//! Configuration Error Types
//!
//! This module provides structured errors using `exn` for automatic location
//! tracking and error tree construction.

use derive_more::{Display, Error};
use std::path::PathBuf;

/// A configuration error with automatic location tracking.
pub type Error = exn::Exn<ErrorKind>;
/// Result type alias for configuration operations.
pub type Result<T> = std::result::Result<T, Error>;

/// Actionable error categories.
///
/// These describe what the caller should *do*, not what went wrong internally.
#[derive(Debug, Display, Error, Clone, PartialEq, Eq)]
pub enum ErrorKind {
    /// An explicitly requested config file doesn't exist.
    #[display("config file not found: {}", _0.display())]
    NotFound(#[error(not(source))] PathBuf),
    /// The file extension isn't one of `toml`, `yaml`, `yml` or `json`.
    #[display("unsupported config format: {}", _0.display())]
    UnsupportedFormat(#[error(not(source))] PathBuf),
    /// A setting couldn't be read or has the wrong type; fix the source.
    #[display("invalid configuration")]
    Invalid,
    /// A path setting must be absolute.
    #[display("{field} must be an absolute path: {}", path.display())]
    RelativePath { field: &'static str, path: PathBuf },
}

impl ErrorKind {
    /// Returns `true` if retrying might succeed.
    pub fn is_retryable(&self) -> bool {
        false
    }
}

#[cfg(test)]
mod tests {
    use super::*;

    #[test]
    fn error_kind_display() {
        assert_eq!(
            ErrorKind::RelativePath {
                field: "steam_root",
                path: PathBuf::from("steam"),
            }
            .to_string(),
            "steam_root must be an absolute path: steam"
        );
        assert_eq!(
            ErrorKind::UnsupportedFormat(PathBuf::from("config.ini")).to_string(),
            "unsupported config format: config.ini"
        );
    }
}
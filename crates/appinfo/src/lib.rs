//! In-memory reader for the Steam `appinfo.vdf` cache.
//!
//! The file is a small header followed by one record per application, each a
//! fixed header and a binary KeyValues blob:
//!
//! ```text
//! version: u32, universe: u32
//! { appid, size, state, last_update, access_token, sha1[20], change_num [, binary_sha1[20]] } blob[size]
//! ...
//! appid = 0
//! ```
//!
//! The format is undocumented and owned by a third party. Nothing here fails
//! on bad data: an unreadable file or malformed header yields an empty
//! cache, an unknown version is read with the newest known layout, and a
//! broken record ends the scan.

mod cache;
pub mod error;
pub mod header;
mod record;

pub use crate::cache::{AppInfoCache, Entry, Records};
pub use crate::header::{Header, Layout};
pub use crate::record::{AppId, AppInfoRecord, SENTINEL_APPID};
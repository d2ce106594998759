use crate::header::Layout;
use appmeta_vdf::Reader;
use std::ops::Range;
use time::UtcDateTime;

/// Numeric storefront application identifier.
pub type AppId = u32;

/// Marks the end of the record list.
pub const SENTINEL_APPID: AppId = 0;

/// The fixed header of one application's record.
///
/// Records are plain values describing where the section blob lives in the
/// cache buffer; the blob itself is borrowed from the
/// [`AppInfoCache`](crate::AppInfoCache) on demand.
#[derive(Debug, Clone, Copy, PartialEq, Eq, Hash)]
pub struct AppInfoRecord {
    pub appid: AppId,
    /// Length of the section blob following the fixed header.
    pub size: u32,
    pub state: u32,
    /// Unix timestamp of the last change to this record.
    pub last_update: i32,
    pub access_token: u64,
    /// SHA-1 of the text representation of the record's data.
    pub sha1: [u8; 20],
    pub change_num: u32,
    /// SHA-1 of the binary section data; only in the newer layout.
    pub binary_sha1: Option<[u8; 20]>,
    offset: usize,
}
impl AppInfoRecord {
    /// Reads the fixed fields that follow `appid` at the reader's position.
    pub(crate) fn read(appid: AppId, reader: &mut Reader<'_>, layout: Layout) -> Option<Self> {
        let size = reader.u32_le()?;
        let state = reader.u32_le()?;
        let last_update = reader.i32_le()?;
        let access_token = reader.u64_le()?;
        let sha1 = reader.array()?;
        let change_num = reader.u32_le()?;
        let binary_sha1 = match layout {
            Layout::Legacy => None,
            Layout::Current => Some(reader.array()?),
        };
        Some(Self {
            appid,
            size,
            state,
            last_update,
            access_token,
            sha1,
            change_num,
            binary_sha1,
            offset: reader.position(),
        })
    }

    /// Location of the section blob within the cache buffer.
    pub fn blob_range(&self) -> Range<usize> {
        self.offset..self.offset.saturating_add(self.size as usize)
    }

    pub fn last_updated(&self) -> Option<UtcDateTime> {
        UtcDateTime::from_unix_timestamp(i64::from(self.last_update)).ok()
    }

    /// Lowercase hex of [`sha1`](Self::sha1).
    pub fn sha1_hex(&self) -> String {
        self.sha1.iter().map(|b| format!("{b:02x}")).collect()
    }
}
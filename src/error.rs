//! CLI Error Types
//!
//! This module provides structured errors using `exn` for automatic location
//! tracking and error tree construction.

use derive_more::{Display, Error};

/// A CLI error with automatic location tracking.
pub type Error = exn::Exn<ErrorKind>;
/// Result type alias for CLI operations.
pub type Result<T> = std::result::Result<T, Error>;

#[derive(Debug, Display, Error, Clone, PartialEq, Eq)]
pub enum ErrorKind {
    #[display("could not load configuration")]
    Config,
    #[display("could not start the application library")]
    Library,
    #[display("could not read {_0}")]
    Read(#[error(not(source))] String),
    #[display("could not write output")]
    Output,
}

impl ErrorKind {
    /// Returns `true` if retrying might succeed.
    pub fn is_retryable(&self) -> bool {
        matches!(self, Self::Read(_) | Self::Output)
    }
}
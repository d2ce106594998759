use crate::models::BranchRecord;
use appmeta_appinfo::AppId;
use appmeta_vdf::Section;

/// `depots.branches.<name>`. Returns `None` when the section has none of the
/// branch keys.
pub(super) fn read_branch(app: AppId, section: &Section) -> Option<BranchRecord> {
    let mut branch = BranchRecord::new(app, section.name());
    let mut recognized = 0usize;
    for (key, value) in section.pairs() {
        match key.to_ascii_lowercase().as_str() {
            "buildid" => branch.build_id = value.to_integer().and_then(|id| u64::try_from(id).ok()),
            "pwdrequired" => branch.password_required = value.to_integer().is_some_and(|flag| flag != 0),
            "timeupdated" => branch.last_updated = value.to_integer(),
            "description" => branch.description = value.to_string(),
            _ => {
                tracing::trace!(key = %key, branch = %branch.name, "Ignoring branch key");
                continue;
            },
        }
        recognized += 1;
    }
    (recognized > 0).then_some(branch)
}
use std::path::PathBuf;

use super::Platforms;

/// Where an application keeps files that are synced to the cloud.
#[derive(Debug, Clone, Default, PartialEq, Eq)]
#[cfg_attr(feature = "serde", derive(serde::Serialize, serde::Deserialize))]
pub struct CloudSaveRecord {
    /// Root token, e.g. `gameinstall` or `WinMyDocuments`.
    pub root: String,
    /// Directory below the root, possibly containing `{...}` placeholders.
    pub path: String,
    /// File name pattern, e.g. `*.sav`.
    pub pattern: String,
    pub recursive: bool,
    pub platforms: Platforms,
    /// `root` and `path` resolved on this machine, when possible.
    pub directory: Option<PathBuf>,
}
#[cfg(test)]
mod tests {
    use super::*;
    use crate::models::{LaunchType, Platforms};
    use appmeta_vdf::binary::Writer;
    use rstest::rstest;
    use std::path::PathBuf;

    /// An appinfo file in the newer layout holding one application.
    fn cache_with(appid: AppId, blob: &[u8]) -> AppInfoCache {
        let mut bytes = Vec::new();
        bytes.extend_from_slice(&0x0756_4428u32.to_le_bytes());
        bytes.extend_from_slice(&1u32.to_le_bytes());
        bytes.extend_from_slice(&appid.to_le_bytes());
        bytes.extend_from_slice(&u32::try_from(blob.len()).unwrap().to_le_bytes());
        bytes.extend_from_slice(&2u32.to_le_bytes());
        bytes.extend_from_slice(&1_700_000_000i32.to_le_bytes());
        bytes.extend_from_slice(&0u64.to_le_bytes());
        bytes.extend_from_slice(&[0u8; 20]);
        bytes.extend_from_slice(&77u32.to_le_bytes());
        bytes.extend_from_slice(&[0u8; 20]);
        bytes.extend_from_slice(blob);
        bytes.extend_from_slice(&0u32.to_le_bytes());
        AppInfoCache::from_bytes(bytes)
    }

    fn options() -> ResolveOptions {
        ResolveOptions {
            retain_unsupported: false,
            account_id: Some(22202),
            roots: SaveRoots {
                documents: Some(PathBuf::from("/docs")),
                local_data: Some(PathBuf::from("/local")),
                roaming_data: Some(PathBuf::from("/roaming")),
                home: Some(PathBuf::from("/home")),
            },
        }
    }

    fn game_blob() -> Vec<u8> {
        Writer::new()
            .begin("440")
            .begin("common")
            .string("name", "Team Fortress 2")
            .string("type", "Game")
            .string("osarch", "64")
            .end()
            .begin("config")
            .begin("launch")
            .begin("0")
            .string("executable", "hl2.exe")
            .string("arguments", "-game tf")
            .end()
            .begin("3")
            .string("executable", "tf_win64.exe")
            .string("type", "default")
            .end()
            .begin("5")
            .string("executable", "hl2_linux")
            .begin("config")
            .string("oslist", "linux")
            .end()
            .end()
            .end()
            .end()
            .begin("ufs")
            .begin("savefiles")
            .begin("0")
            .string("root", "WinAppDataRoaming")
            .string("path", "TF2/{64BitSteamID}")
            .string("pattern", "*.cfg")
            .int32("recursive", 1)
            .end()
            .begin("1")
            .string("root", "MacAppSupport")
            .string("path", "TF2")
            .begin("platforms")
            .string("1", "MacOS")
            .end()
            .end()
            .end()
            .end()
            .begin("depots")
            .begin("branches")
            .begin("public")
            .string("buildid", "100")
            .int32("timeupdated", 1_700_000_000)
            .end()
            .begin("prerelease")
            .string("buildid", "101")
            .string("pwdrequired", "1")
            .end()
            .begin("bogus")
            .string("unknown", "x")
            .end()
            .end()
            .end()
            .end()
            .finish()
    }

    #[test]
    fn resolves_application() {
        let cache = cache_with(440, &game_blob());
        let mut resolver = Resolver::new(options());
        let metadata = resolver.resolve_app(&cache, 440).expect("appid 440");

        assert!(metadata.is_processed());
        assert_eq!(metadata.name, "Team Fortress 2");
        assert_eq!(metadata.app_type, AppType::Game);
        assert_eq!(metadata.cpu_arch, CpuArch::X64);
        assert_eq!(metadata.change_number, 77);
        assert_eq!(metadata.last_update, Some(1_700_000_000));

        assert_eq!(metadata.launch_configs.len(), 2);
        let primary = metadata.primary_launch().expect("primary");
        assert_eq!(primary.executable, "tf_win64.exe");
        assert_eq!(primary.launch_type, LaunchType::Default);
        assert_eq!(metadata.launch_configs[&1].executable, "hl2.exe");
        assert_eq!(metadata.launch_configs[&1].arguments, "-game tf");

        assert_eq!(metadata.branches.len(), 2);
        assert_eq!(metadata.branch("public").and_then(|b| b.build_id), Some(100));
        assert!(metadata.branch("prerelease").is_some_and(|b| b.password_required));

        assert_eq!(metadata.cloud_saves.len(), 1);
        let save = &metadata.cloud_saves[&0];
        assert!(save.recursive);
        assert_eq!(save.pattern, "*.cfg");
        assert_eq!(save.directory, Some(PathBuf::from("/roaming/TF2/76561197960287930")));
    }

    #[test]
    fn dotted_branch_names_are_kept() {
        let blob = Writer::new()
            .begin("440")
            .begin("depots")
            .begin("branches")
            .begin("public")
            .string("buildid", "100")
            .end()
            .begin("1.2.3")
            .string("buildid", "90")
            .string("description", "Legacy build")
            .end()
            .end()
            .end()
            .end()
            .finish();
        let cache = cache_with(440, &blob);
        let metadata = Resolver::new(options()).resolve_app(&cache, 440).expect("appid 440");
        assert_eq!(metadata.branches.len(), 2);
        let legacy = metadata.branch("1.2.3").expect("dotted branch");
        assert_eq!(legacy.build_id, Some(90));
        assert_eq!(legacy.description, "Legacy build");
    }

    #[test]
    fn resolution_is_idempotent() {
        let cache = cache_with(440, &game_blob());
        let entry = cache.get(440).expect("appid 440");
        let mut resolver = Resolver::new(options());
        let sections = resolver.tokenize(entry.blob);

        let mut metadata = ApplicationMetadata::new(440);
        resolver.resolve(&sections, &entry.record, &mut metadata);
        let first = metadata.clone();
        resolver.resolve(&sections, &entry.record, &mut metadata);
        assert_eq!(metadata, first);
    }

    #[test]
    fn mismatched_record_is_ignored() {
        let cache = cache_with(440, &game_blob());
        let entry = cache.get(440).expect("appid 440");
        let mut resolver = Resolver::new(options());
        let sections = resolver.tokenize(entry.blob);

        let mut metadata = ApplicationMetadata::new(570);
        resolver.resolve(&sections, &entry.record, &mut metadata);
        assert!(!metadata.is_processed());
        assert!(metadata.launch_configs.is_empty());
    }

    #[test]
    fn retains_unsupported_launches_when_asked() {
        let cache = cache_with(440, &game_blob());
        let mut resolver = Resolver::new(ResolveOptions {
            retain_unsupported: true,
            ..options()
        });
        let metadata = resolver.resolve_app(&cache, 440).expect("appid 440");
        assert_eq!(metadata.launch_configs.len(), 3);
        let linux = metadata.launch_configs.values().find(|c| c.source_id == 5).expect("linux option");
        assert!(!linux.valid);
        assert_eq!(linux.platforms, Platforms::LINUX);
    }

    #[test]
    fn missing_sections_keep_defaults() {
        let blob = Writer::new().begin("7").begin("extended").string("developer", "Someone").end().end().finish();
        let cache = cache_with(7, &blob);
        let metadata = Resolver::new(options()).resolve_app(&cache, 7).expect("appid 7");
        assert!(metadata.is_processed());
        assert_eq!(metadata.app_type, AppType::Unknown);
        assert_eq!(metadata.cpu_arch, CpuArch::Unspecified);
        assert!(metadata.launch_configs.is_empty());
        assert!(metadata.primary_launch().is_none());
    }

    #[test]
    fn unknown_appid() {
        let cache = cache_with(440, &game_blob());
        assert!(Resolver::new(options()).resolve_app(&cache, 441).is_none());
    }

    #[rstest]
    #[case(Some(TypedValue::Int32(64)), CpuArch::X64)]
    #[case(Some(TypedValue::from("64")), CpuArch::X64)]
    #[case(Some(TypedValue::Int64(32)), CpuArch::X86)]
    #[case(Some(TypedValue::from("0")), CpuArch::Unspecified)]
    #[case(Some(TypedValue::from("")), CpuArch::Unspecified)]
    #[case(None, CpuArch::Unspecified)]
    #[case(Some(TypedValue::Int32(16)), CpuArch::Any)]
    #[case(Some(TypedValue::from("arm64")), CpuArch::Any)]
    fn cpu_arch_normalization(#[case] value: Option<TypedValue>, #[case] expected: CpuArch) {
        assert_eq!(normalize_cpu_arch(value.as_ref()), expected);
    }

    #[test]
    fn resolver_is_bound_to_its_thread() {
        let resolver = Resolver::new(options());
        let result = std::thread::spawn(move || {
            let record_cache = cache_with(440, &game_blob());
            let entry = record_cache.get(440).expect("appid 440");
            let mut metadata = ApplicationMetadata::new(440);
            resolver.resolve(&[], &entry.record, &mut metadata);
        })
        .join();
        assert!(result.is_err());
    }
}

○ ○ ○ ○ ○

_Your objective:_
Your job is to print exactly the lines that run from the top of the entries through the line with "went wrong internally.", and no others.

_Answer:_
//! Configuration Error Types
//!
//! This module provides structured errors using `exn` for automatic location
//! tracking and error tree construction.

use derive_more::{Display, Error};
use std::path::PathBuf;

/// A configuration error with automatic location tracking.
pub type Error = exn::Exn<ErrorKind>;
/// Result type alias for configuration operations.
pub type Result<T> = std::result::Result<T, Error>;

/// Actionable error categories.
///
/// These describe what the caller should *do*, not what went wrong internally.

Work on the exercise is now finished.